Here’s the catch: Whereas technology has made incremental advances, deployment strategies and organizational behavior have not. KM must be approached as a way of doing business, one enabled by properly-used technology. In fact, organizations participating in the employee slash-and-burn wave — some out of necessity, some just for blood sport — find it more difficult to execute KM strategies and to reap the benefits right at the point where it would have yielded stratospheric returns. For organizations with the courage to take different approaches to difficult times, however, the payback can be significant.

Forging ahead

According to Edwards, new approaches to KM are making sense for CGEY’s financial clients, such as American Express, CitiBank, Merrill Lynch, and JP Morgan Chase. KM brings together two disparate categories: all the data about potential investment choices, what Edwards calls “content”; and all the practical knowledge about how and when to use that content, that is, what resides in experts’ heads. According to Edwards, the real value comes when you blend technology with people.

The inability to mesh stored knowledge with human expertise is why so many attempted KM projects have failed, souring IT on the idea of KM, according to Bob Bauer, CTO of Stamford, Ct.-based Xerox Global Services.

“The singular focus that powered IT growth was [that] IT spent money by arguing there was all this data out there: ‘Let’s get it patterned and manage it better, and that will give us the ability to make better decisions,’ ” Bauer explains. “But they got lost because they got focused on trying to create transactions of data with data when the fact is that any decision process or action based on valuable transactions involves people. Someone has to make a decision, whether it’s a tactical choice or a strategic decision.”

“Data in these systems can only be made actionable by people. That’s the genesis of a successful IT view,” Bauer adds.
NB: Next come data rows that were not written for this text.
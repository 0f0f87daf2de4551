//! Ordered, hash-indexed declaration storage of one block scope.
//!
//! The ordered child list defines shadowing precedence and overload order; the
//! index maps a name hash to the overload list sharing that name. Both live
//! behind one lock and are only ever mutated together, so a reader never sees
//! an index entry without its child (or the reverse). An index entry is
//! dropped as soon as its overload list becomes empty.
//!
//! A scope never locks another scope while holding its own lock.

use std::collections::HashMap;
use std::sync::{Arc, PoisonError, RwLock, RwLockReadGuard, RwLockWriteGuard, Weak};

use crate::declarations::{ASTDeclaration, DeclRef};
use crate::{Name, NameHash};

#[derive(Default)]
struct ScopeTable {
  children: Vec<DeclRef>,
  index: HashMap<NameHash, Vec<DeclRef>>,
}

pub struct Scope {
  owner: RwLock<Weak<ASTDeclaration>>,
  table: RwLock<ScopeTable>,
}

impl Scope {
  pub fn new(owner: Weak<ASTDeclaration>) -> Self {
    Self {
      owner: RwLock::new(owner),
      table: RwLock::new(ScopeTable::default()),
    }
  }

  fn read(&self) -> RwLockReadGuard<'_, ScopeTable> {
    self.table.read().unwrap_or_else(PoisonError::into_inner)
  }

  fn write(&self) -> RwLockWriteGuard<'_, ScopeTable> {
    self.table.write().unwrap_or_else(PoisonError::into_inner)
  }

  pub fn owner(&self) -> Option<DeclRef> {
    self.owner.read().unwrap_or_else(PoisonError::into_inner).upgrade()
  }

  /// Moves the scope under a new owner and re-parents every child to it.
  pub fn set_owner(
    &self,
    owner: Weak<ASTDeclaration>,
  ) {
    *self.owner.write().unwrap_or_else(PoisonError::into_inner) = owner.clone();
    for child in self.children() {
      child.set_parent(owner.clone());
    }
  }

  fn owner_handle(&self) -> Weak<ASTDeclaration> {
    self.owner.read().unwrap_or_else(PoisonError::into_inner).clone()
  }

  /// Appends `decl` and sets its parent to this scope's owner.
  pub fn add(
    &self,
    decl: DeclRef,
  ) {
    decl.set_parent(self.owner_handle());

    let mut table = self.write();
    table.index.entry(decl.name.hash_value()).or_default().push(decl.clone());
    table.children.push(decl);
  }

  /// Inserts `decl` at `position` of the ordered list, keeping its overload list in list order.
  pub fn insert(
    &self,
    position: usize,
    decl: DeclRef,
  ) {
    decl.set_parent(self.owner_handle());

    let mut table = self.write();
    let position = position.min(table.children.len());
    let hash = decl.name.hash_value();
    table.children.insert(position, decl);

    let overloads: Vec<DeclRef> = table
      .children
      .iter()
      .filter(|c| c.name.hash_value() == hash)
      .cloned()
      .collect();
    table.index.insert(hash, overloads);
  }

  /// Removes `decl` (by identity). Returns false if it was not a child of this scope.
  pub fn remove(
    &self,
    decl: &DeclRef,
  ) -> bool {
    let mut table = self.write();
    let Some(position) = table.children.iter().position(|c| Arc::ptr_eq(c, decl)) else {
      return false;
    };
    table.children.remove(position);

    let hash = decl.name.hash_value();
    let now_empty = match table.index.get_mut(&hash) {
      Some(overloads) => {
        overloads.retain(|c| !Arc::ptr_eq(c, decl));
        overloads.is_empty()
      },
      None => false,
    };
    if now_empty {
      table.index.remove(&hash);
    }

    true
  }

  pub fn clear(&self) {
    let mut table = self.write();
    table.children.clear();
    table.index.clear();
  }

  /// Overload list for `name`, possibly empty.
  pub fn lookup(
    &self,
    name: &Name,
  ) -> Vec<DeclRef> {
    self
      .read()
      .index
      .get(&name.hash_value())
      .map(|overloads| overloads.iter().filter(|d| d.name == *name).cloned().collect())
      .unwrap_or_default()
  }

  pub fn lookup_hash(
    &self,
    hash: NameHash,
  ) -> Vec<DeclRef> {
    self.read().index.get(&hash).cloned().unwrap_or_default()
  }

  pub fn contains(
    &self,
    name: &Name,
  ) -> bool {
    self.read().index.contains_key(&name.hash_value())
  }

  pub fn has_multiple_overloads(
    &self,
    name: &Name,
  ) -> bool {
    self
      .read()
      .index
      .get(&name.hash_value())
      .map(|overloads| overloads.len() > 1)
      .unwrap_or(false)
  }

  /// Snapshot of the ordered children; safe to iterate while writers keep mutating.
  pub fn children(&self) -> Vec<DeclRef> {
    self.read().children.clone()
  }

  pub fn len(&self) -> usize {
    self.read().children.len()
  }

  pub fn is_empty(&self) -> bool {
    self.read().children.is_empty()
  }

  pub fn index_len(&self) -> usize {
    self.read().index.len()
  }
}

#[cfg(test)]
mod tests {
  use std::thread;

  use proptest::prelude::*;

  use super::*;
  use crate::types::ASTType;
  use crate::Span;

  fn var(name: &str) -> DeclRef {
    ASTDeclaration::variable(name, Some(ASTType::identifier("int")), None, Span::default())
  }

  fn setup() -> (DeclRef, Scope) {
    let module = ASTDeclaration::module("test.scope", vec![], Span::default());
    let scope = Scope::new(Arc::downgrade(&module));
    (module, scope)
  }

  #[test]
  fn test_add_sets_parent() {
    let (module, scope) = setup();
    let x = var("x");
    scope.add(x.clone());

    let parent = x.parent().unwrap();
    assert!(Arc::ptr_eq(&parent, &module));
  }

  #[test]
  fn test_overloads_keep_insertion_order() {
    let (_module, scope) = setup();
    let a = var("f");
    let b = var("g");
    let c = var("f");
    scope.add(a.clone());
    scope.add(b);
    scope.add(c.clone());

    let overloads = scope.lookup(&Name::new("f"));
    assert_eq!(overloads.len(), 2);
    assert!(Arc::ptr_eq(&overloads[0], &a));
    assert!(Arc::ptr_eq(&overloads[1], &c));
    assert!(scope.has_multiple_overloads(&Name::new("f")));
    assert!(!scope.has_multiple_overloads(&Name::new("g")));
  }

  #[test]
  fn test_remove_last_overload_drops_index_entry() {
    let (_module, scope) = setup();
    let x = var("x");
    scope.add(x.clone());
    assert_eq!(scope.index_len(), 1);

    assert!(scope.remove(&x));
    assert!(!scope.contains(&Name::new("x")));
    assert_eq!(scope.index_len(), 0);
    assert!(!scope.remove(&x));
  }

  #[test]
  fn test_insert_keeps_overloads_in_list_order() {
    let (_module, scope) = setup();
    let first = var("x");
    let second = var("x");
    scope.add(first.clone());
    scope.insert(0, second.clone());

    let overloads = scope.lookup(&Name::new("x"));
    assert!(Arc::ptr_eq(&overloads[0], &second));
    assert!(Arc::ptr_eq(&overloads[1], &first));
  }

  #[test]
  fn test_concurrent_readers_and_writer() {
    let (_module, scope) = setup();
    let scope = Arc::new(scope);
    let names = ["a", "b", "c", "d"];

    let writer = {
      let scope = scope.clone();
      thread::spawn(move || {
        for i in 0..200 {
          let d = var(names[i % names.len()]);
          scope.add(d.clone());
          if i % 3 == 0 {
            scope.remove(&d);
          }
        }
      })
    };

    let reader = {
      let scope = scope.clone();
      thread::spawn(move || {
        for _ in 0..200 {
          for child in scope.children() {
            let _ = scope.lookup(&child.name);
          }
        }
      })
    };

    writer.join().unwrap();
    reader.join().unwrap();

    for name in names {
      let name = Name::new(name);
      let from_index = scope.lookup(&name).len();
      let from_list = scope.children().iter().filter(|c| c.name == name).count();
      assert_eq!(from_index, from_list);
    }
  }

  #[derive(Debug, Clone)]
  enum Op {
    Add(usize),
    Insert(usize, usize),
    Remove(usize),
  }

  fn op_strategy() -> impl Strategy<Value = Op> {
    prop_oneof![
      (0usize..4).prop_map(Op::Add),
      (0usize..4, 0usize..8).prop_map(|(n, p)| Op::Insert(n, p)),
      (0usize..16).prop_map(Op::Remove),
    ]
  }

  proptest! {
    #![proptest_config(ProptestConfig::with_cases(64))]

    #[test]
    fn lookup_matches_enumeration(ops in prop::collection::vec(op_strategy(), 0..40)) {
      let names = ["x", "y", "z", "w"];
      let (_module, scope) = setup();

      for op in ops {
        match op {
          Op::Add(n) => scope.add(var(names[n])),
          Op::Insert(n, p) => scope.insert(p, var(names[n])),
          Op::Remove(i) => {
            let children = scope.children();
            if !children.is_empty() {
              let victim = children[i % children.len()].clone();
              prop_assert!(scope.remove(&victim));
            }
          },
        }
      }

      let children = scope.children();
      for name in names {
        let name = Name::new(name);
        let expected: Vec<DeclRef> = children.iter().filter(|c| c.name == name).cloned().collect();
        let actual = scope.lookup(&name);
        prop_assert_eq!(expected.len(), actual.len());
        for (e, a) in expected.iter().zip(actual.iter()) {
          prop_assert!(Arc::ptr_eq(e, a));
        }
        prop_assert_eq!(scope.contains(&name), !expected.is_empty());
      }
    }
  }
}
One of CGE&Y’s high-payback KM projects is simple in concept but upends an IT behavior norm that is based on a tacit assumption: Low-cost work is the easiest to commodify so that’s what you target for automation. But that approach ends up replacing the smallest amount of your total costs. Instead, CGE&Y is targeting high-cost work bought by the largest capital-markets firm on Wall Street by developing resources to reuse expertise gained from outside counsel.